Los milagros acompañaron a San
Vicente en toda su predicación. Y uno de ellos era el hacerse entender en otros
idiomas, siendo que él solamente hablaba su lengua materna y el latín. Y
sucedía frecuentemente que las gentes de otros países le entendían
perfectamente como si les estuviera hablando en su propio idioma. Era como la
repetición del milagro que sucedió en Jerusalén el día de Pentecostés, cuando
al llegar el Espíritu Santo en forma de lenguas de fuego, las gentes de 18
países escuchaban a los apóstoles cada uno en su propio idioma, siendo que
ellos solamente les hablaban en el idioma de Israel.

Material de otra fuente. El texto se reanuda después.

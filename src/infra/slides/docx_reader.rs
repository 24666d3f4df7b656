use std::path::Path;

use docx_rs::{read_docx, DocumentChild, Paragraph, ParagraphChild, RunChild};

use super::slide_export::SlidesError;
use crate::core::slides::{kind_from_style, DocParagraph, ParagraphKind};

/// Top-level paragraphs of a `.docx`, in document order.
pub async fn read_docx_paragraphs(path: &Path) -> Result<Vec<DocParagraph>, SlidesError> {
    let bytes = tokio::fs::read(path).await.map_err(|source| SlidesError::Io {
        path: path.to_path_buf(),
        source,
    })?;
    paragraphs_from_bytes(&bytes).map_err(|message| SlidesError::Docx {
        path: path.to_path_buf(),
        message,
    })
}

pub fn paragraphs_from_bytes(bytes: &[u8]) -> Result<Vec<DocParagraph>, String> {
    let docx = read_docx(bytes).map_err(|e| e.to_string())?;

    Ok(docx
        .document
        .children
        .iter()
        .filter_map(|child| match child {
            DocumentChild::Paragraph(paragraph) => Some(convert_paragraph(paragraph)),
            _ => None,
        })
        .collect())
}

fn convert_paragraph(paragraph: &Paragraph) -> DocParagraph {
    let kind = paragraph
        .property
        .style
        .as_ref()
        .map(|style| kind_from_style(&style.val))
        .unwrap_or(ParagraphKind::Body);

    let mut text = String::new();
    for child in &paragraph.children {
        if let ParagraphChild::Run(run) = child {
            for run_child in &run.children {
                match run_child {
                    RunChild::Text(t) => text.push_str(&t.text),
                    RunChild::Tab(_) => text.push(' '),
                    _ => {}
                }
            }
        }
    }

    DocParagraph::new(kind, text.trim())
}

#[cfg(test)]
mod tests {
    use super::*;
    use docx_rs::{Docx, Run};
    use std::io::Cursor;

    fn build_docx(paragraphs: Vec<docx_rs::Paragraph>) -> Vec<u8> {
        let mut docx = Docx::new();
        for paragraph in paragraphs {
            docx = docx.add_paragraph(paragraph);
        }
        let mut cursor = Cursor::new(Vec::new());
        docx.build().pack(&mut cursor).unwrap();
        cursor.into_inner()
    }

    #[test]
    fn test_reads_headings_and_body() {
        let bytes = build_docx(vec![
            Paragraph::new()
                .add_run(Run::new().add_text("Safety"))
                .style("Heading1"),
            Paragraph::new()
                .add_run(Run::new().add_text("Wear "))
                .add_run(Run::new().add_text("gloves")),
            Paragraph::new()
                .add_run(Run::new().add_text("Equipment"))
                .style("Heading2"),
        ]);

        let paragraphs = paragraphs_from_bytes(&bytes).unwrap();

        assert_eq!(
            paragraphs,
            vec![
                DocParagraph::new(ParagraphKind::Heading1, "Safety"),
                DocParagraph::body("Wear gloves"),
                DocParagraph::new(ParagraphKind::Heading2, "Equipment"),
            ]
        );
    }

    #[test]
    fn test_rejects_non_docx() {
        assert!(paragraphs_from_bytes(b"plain text").is_err());
    }

    #[tokio::test]
    async fn test_missing_file_is_io_error() {
        let err = read_docx_paragraphs(Path::new("/nonexistent/a.docx"))
            .await
            .unwrap_err();
        assert!(matches!(err, SlidesError::Io { .. }));
    }
}
pub mod docx_reader;
pub mod markdown_deck;
pub mod slide_export;

pub use slide_export::{
    convert_directory, convert_docx, default_output_for, write_deck, ConversionOutcome,
    SlidesError,
};
use serde::{Deserialize, Serialize};

/// One course of a training programme, as described in the structure file.
#[derive(Debug, Clone, PartialEq, Serialize, Deserialize)]
pub struct TrainingCourse {
    pub name: String,
    #[serde(default)]
    pub section: Option<String>,
    #[serde(default)]
    pub topics: Vec<TrainingTopic>,
}

#[derive(Debug, Clone, PartialEq, Serialize, Deserialize)]
pub struct TrainingTopic {
    pub name: String,
    #[serde(default)]
    pub materials: Vec<TrainingMaterial>,
}

/// A document to upload; `filename` is relative to the documents directory.
#[derive(Debug, Clone, PartialEq, Serialize, Deserialize)]
pub struct TrainingMaterial {
    pub title: String,
    pub filename: String,
}

pub fn parse_structure(json: &str) -> Result<Vec<TrainingCourse>, serde_json::Error> {
    serde_json::from_str(json)
}

#[cfg(test)]
mod tests {
    use super::*;

    #[test]
    fn test_parse_structure() {
        let json = r#"[
            {
                "name": "Onboarding",
                "topics": [
                    { "name": "Week 1", "materials": [
                        { "title": "Welcome", "filename": "welcome.docx" }
                    ]},
                    { "name": "Week 2" }
                ]
            }
        ]"#;

        let courses = parse_structure(json).unwrap();

        assert_eq!(courses.len(), 1);
        assert_eq!(courses[0].section, None);
        assert_eq!(courses[0].topics.len(), 2);
        assert_eq!(courses[0].topics[0].materials[0].filename, "welcome.docx");
        assert!(courses[0].topics[1].materials.is_empty());
    }

    #[test]
    fn test_missing_name_is_rejected() {
        assert!(parse_structure(r#"[{ "topics": [] }]"#).is_err());
    }
}
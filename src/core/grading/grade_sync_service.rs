use std::collections::HashMap;

use async_trait::async_trait;
use thiserror::Error;

use super::score_sheet::{collect_scores, DATA_RANGE, HEADER_RANGE};
use crate::core::classroom::{ClassroomDirectory, CourseWork};
use crate::core::remote::RemoteError;

/// Read access to spreadsheet values (Google Sheets).
#[async_trait]
pub trait SpreadsheetReader: Send + Sync {
    /// Rows of the A1 `range`, each trimmed of trailing empty cells.
    async fn read_range(&self, sheet_id: &str, range: &str)
        -> Result<Vec<Vec<String>>, RemoteError>;
}

#[derive(Debug, Error)]
pub enum GradeSyncError {
    #[error(transparent)]
    Remote(#[from] RemoteError),

    #[error("Coursework {0} not found in course")]
    UnknownCourseWork(String),
}

#[derive(Debug, Clone, Default, PartialEq, Eq)]
pub struct GradeSyncReport {
    pub course_work_id: String,
    pub title: String,
    pub work_type: Option<String>,
    /// Google Forms linked from the coursework.
    pub form_ids: Vec<String>,
    pub applied: usize,
    pub skipped_no_student: usize,
    pub skipped_no_submission: usize,
    pub failed: usize,
}

#[derive(Debug, Clone)]
pub struct GradeSyncRequest {
    pub course_id: String,
    pub sheet_id: String,
    /// Restricts the run to one coursework; all coursework otherwise.
    pub course_work_id: Option<String>,
    /// Skip coursework that links no Google Form.
    pub forms_only: bool,
}

/// Copies quiz scores from a response sheet into Classroom grades.
pub struct GradeSyncService<C: ClassroomDirectory, S: SpreadsheetReader> {
    classroom: C,
    sheets: S,
    /// email -> user id, used when the roster hides an email.
    fallback_emails: HashMap<String, String>,
}

impl<C: ClassroomDirectory, S: SpreadsheetReader> GradeSyncService<C, S> {
    pub fn new(classroom: C, sheets: S, fallback_emails: HashMap<String, String>) -> Self {
        let fallback_emails = fallback_emails
            .into_iter()
            .map(|(email, user_id)| (email.trim().to_lowercase(), user_id))
            .collect();
        Self {
            classroom,
            sheets,
            fallback_emails,
        }
    }

    pub async fn read_scores(&self, sheet_id: &str) -> Result<HashMap<String, f64>, RemoteError> {
        let header = self
            .sheets
            .read_range(sheet_id, HEADER_RANGE)
            .await?
            .into_iter()
            .next()
            .unwrap_or_default();
        let rows = self.sheets.read_range(sheet_id, DATA_RANGE).await?;

        let scores = collect_scores(&header, &rows);
        tracing::info!(count = scores.len(), "Read scores from sheet");
        Ok(scores)
    }

    /// Lowercase email -> user id for everyone enrolled.
    pub async fn student_emails(&self, course_id: &str) -> Result<HashMap<String, String>, RemoteError> {
        let mut map = HashMap::new();
        for student in self.classroom.list_students(course_id).await? {
            match &student.email {
                Some(email) if !email.trim().is_empty() => {
                    map.insert(email.trim().to_lowercase(), student.user_id.clone());
                }
                _ => {
                    tracing::warn!(
                        user_id = %student.user_id,
                        "Student email is hidden, relying on fallback mapping"
                    );
                }
            }
        }

        for (email, user_id) in &self.fallback_emails {
            let already_mapped = map.values().any(|id| id == user_id);
            if !already_mapped {
                map.entry(email.clone()).or_insert_with(|| user_id.clone());
            }
        }

        Ok(map)
    }

    pub async fn sync(&self, request: &GradeSyncRequest) -> Result<Vec<GradeSyncReport>, GradeSyncError> {
        let scores = self.read_scores(&request.sheet_id).await?;
        let students = self.student_emails(&request.course_id).await?;

        let all_work = self.classroom.list_course_work(&request.course_id).await?;
        let targets: Vec<CourseWork> = match &request.course_work_id {
            Some(id) => {
                let found: Vec<_> = all_work.into_iter().filter(|w| &w.id == id).collect();
                if found.is_empty() {
                    return Err(GradeSyncError::UnknownCourseWork(id.clone()));
                }
                found
            }
            None => all_work,
        };
        let targets: Vec<CourseWork> = if request.forms_only {
            targets
                .into_iter()
                .filter(|w| !w.linked_form_ids().is_empty())
                .collect()
        } else {
            targets
        };

        let mut reports = Vec::with_capacity(targets.len());
        for work in &targets {
            reports.push(
                self.sync_course_work(&request.course_id, work, &scores, &students)
                    .await?,
            );
        }
        Ok(reports)
    }

    async fn sync_course_work(
        &self,
        course_id: &str,
        work: &CourseWork,
        scores: &HashMap<String, f64>,
        students: &HashMap<String, String>,
    ) -> Result<GradeSyncReport, GradeSyncError> {
        let mut report = GradeSyncReport {
            course_work_id: work.id.clone(),
            title: work.title.clone(),
            work_type: work.work_type.clone(),
            form_ids: work.linked_form_ids(),
            ..Default::default()
        };

        let submissions: HashMap<String, String> = self
            .classroom
            .list_submissions(course_id, &work.id)
            .await?
            .into_iter()
            .map(|s| (s.user_id, s.id))
            .collect();

        let mut emails: Vec<_> = scores.keys().collect();
        emails.sort();

        for email in emails {
            let Some(user_id) = students.get(email) else {
                tracing::debug!("No enrolled student for {}", email);
                report.skipped_no_student += 1;
                continue;
            };
            let Some(submission_id) = submissions.get(user_id) else {
                tracing::debug!("No submission from {} on '{}'", email, work.title);
                report.skipped_no_submission += 1;
                continue;
            };

            let mut grade = scores[email];
            if let Some(max) = work.max_points {
                grade = grade.min(max);
            }

            match self
                .classroom
                .grade_submission(course_id, &work.id, submission_id, grade)
                .await
            {
                Ok(()) => report.applied += 1,
                Err(e) => {
                    tracing::warn!("Failed to grade {} on '{}': {}", email, work.title, e);
                    report.failed += 1;
                }
            }
        }

        tracing::info!(
            course_work_id = %work.id,
            applied = report.applied,
            "Synced grades for '{}'",
            work.title
        );
        Ok(report)
    }
}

San Vicente se mantuvo humilde a
pesar de la enorme fama y de la gran popularidad que le acompañaban, y de las
muchas alabanzas que le daban en todas partes. Decía que su vida no había sido
sino una cadena interminable de pecados. Repetía: "Mi cuerpo y mi alma no
son sino una pura llaga de pecados. Todo en mí tiene la fetidez de mis
culpas". Así son los santos. Grandes ante la gente de la tierra pero se
sienten muy pequeñitos ante la presencia de Dios que todo lo sabe.
Los últimos años, ya lleno de
enfermedades, lo tenían que ayudar a subir al sitio donde iba a predicar. Pero
apenas empezaba la predicación se transformaba, se le olvidaban sus
enfermedades y predicaba con el fervor y la emoción de sus primeros años. Era como
un milagro. Durante el sermón no parecía viejo ni enfermo sino lleno de
juventud y de entusiasmo. Y su entusiasmo era contagioso. Murió en plena
actividad misionera, el Miércoles de Ceniza, 5 de abril del año 1419. Fueron
tantos sus milagros y tan grande su fama, que el Papa lo declaró santo a los 36
años de haber muerto, en 1455.
El santo regalaba a las señoras que
peleaban mucho con su marido, un frasquito con agua bendita y les recomendaba:
"Cuando su esposo empiece a insultarle, échese un poco de esta agua a la
boca y no se la pase mientras el otro no deje de ofenderla". Y esta famosa
"agua de Fray Vicente" producía efectos maravillosos porque como la
mujer no le podía contestar al marido, no había peleas. Ojalá que en muchos de
nuestros hogares se volviera a esta bella costumbre de callar mientras el otro
ofende. Porque lo que produce la pelea no es la palabra ofensiva que se oye, si
no la palabra ofensiva que se responde.